Ezel Dizisinde Yer Alan Edebî Eserler Hakkında

spot_img

Ezel’i dikkatli bir şekilde izlediğimizde, olay akışının içinde, kimi zaman doğrudan, kimi zamansa dolaylı olarak birçok edebî esere gönderme yapıldığı ve bu göndermelerin hem diziye bir derinlik kattığı hem de seyircisinin değerini epey yükselttiği gerçeğiyle karşılaşırız.

Esasen, diziyi izlerken bir roman okuyor havasına bürünürüz. Akıcı ama bir o kadar da karmaşık bir roman… Nitekim, dizide yer alan her bir cümle bir romandan okunan bir fasıl gibidir. İnsanın hâletiruhiyesini bilip onu sarsabilecek kadar derin bir fasıl… Dolayısıyla gerek açık, gerekse üstü kapalı bir şekilde yapılsın dizi birçok edebî göndermeye ev sahipliği yapmakta ve bu da diziyi seyir zevki yüksek bir yapıt hâline getirmektedir.

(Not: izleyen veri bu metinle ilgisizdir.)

//! Pagination bounds for list endpoints.

/// Default page size for admin listings.
pub const DEFAULT_PAGE_SIZE: i64 = 25;

/// Largest page size a client may request.
pub const MAX_PAGE_SIZE: i64 = 200;

/// Clamp a user-provided limit to `[1, max]`, using `default` when absent.
pub fn clamp_limit(limit: Option<i64>, default: i64, max: i64) -> i64 {
    limit.unwrap_or(default).clamp(1, max)
}

/// Clamp a user-provided offset to non-negative.
pub fn clamp_offset(offset: Option<i64>) -> i64 {
    offset.unwrap_or(0).max(0)
}

#[cfg(test)]
mod tests {
    use super::*;

    #[test]
    fn clamp_limit_uses_default_when_none() {
        assert_eq!(clamp_limit(None, 20, 100), 20);
    }

    #[test]
    fn clamp_limit_respects_max() {
        assert_eq!(clamp_limit(Some(500), DEFAULT_PAGE_SIZE, MAX_PAGE_SIZE), MAX_PAGE_SIZE);
    }

    #[test]
    fn clamp_limit_floors_at_one() {
        assert_eq!(clamp_limit(Some(0), 20, 100), 1);
        assert_eq!(clamp_limit(Some(-3), 20, 100), 1);
    }

    #[test]
    fn clamp_offset_never_negative() {
        assert_eq!(clamp_offset(None), 0);
        assert_eq!(clamp_offset(Some(-10)), 0);
        assert_eq!(clamp_offset(Some(40)), 40);
    }
}
//! Role-based access control extractors.
//!
//! Each wraps [`AuthUser`] and rejects with 403 when the role is not enough.

use axum::extract::FromRequestParts;
use axum::http::request::Parts;
use vitrine_core::error::CoreError;
use vitrine_core::roles::{can_edit_content, ROLE_ADMIN};

use super::auth::AuthUser;
use crate::error::AppError;
use crate::state::AppState;

/// Requires the `admin` role.
pub struct RequireAdmin(pub AuthUser);

impl FromRequestParts<AppState> for RequireAdmin {
    type Rejection = AppError;

    async fn from_request_parts(
        parts: &mut Parts,
        state: &AppState,
    ) -> Result<Self, Self::Rejection> {
        let user = AuthUser::from_request_parts(parts, state).await?;
        if user.role != ROLE_ADMIN {
            return Err(AppError::Core(CoreError::Forbidden(
                "Admin role required".into(),
            )));
        }
        Ok(RequireAdmin(user))
    }
}

/// Requires `editor` or `admin`.
pub struct RequireEditor(pub AuthUser);

impl FromRequestParts<AppState> for RequireEditor {
    type Rejection = AppError;

    async fn from_request_parts(
        parts: &mut Parts,
        state: &AppState,
    ) -> Result<Self, Self::Rejection> {
        let user = AuthUser::from_request_parts(parts, state).await?;
        if !can_edit_content(&user.role) {
            return Err(AppError::Core(CoreError::Forbidden(
                "Editor or Admin role required".into(),
            )));
        }
        Ok(RequireEditor(user))
    }
}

Tabii, büyük bir çoğunluğu senaryoyla bağlantılı olup, dizinin ilerleyişini belirleyen bu göndermelerin anlaşılabilmesi, tamamıyla seyircinin dikkati ve o konu hakkındaki bilgi birikimine kalmıştır. Nitekim, dizide yer alan göndermeler, yalnızca belli bir edebî birikime sahip ve bunları fark edecek kadar dikkatli seyirciler tarafından fark edilebilir.

* * *

Her ne kadar dizide kıyıya köşeye gizlenmiş onlarca eser bulunsa da, biz senaryoyla olan bağlarının en kuvvetli olduğu beşi üzerinde yoğunlaşacağız.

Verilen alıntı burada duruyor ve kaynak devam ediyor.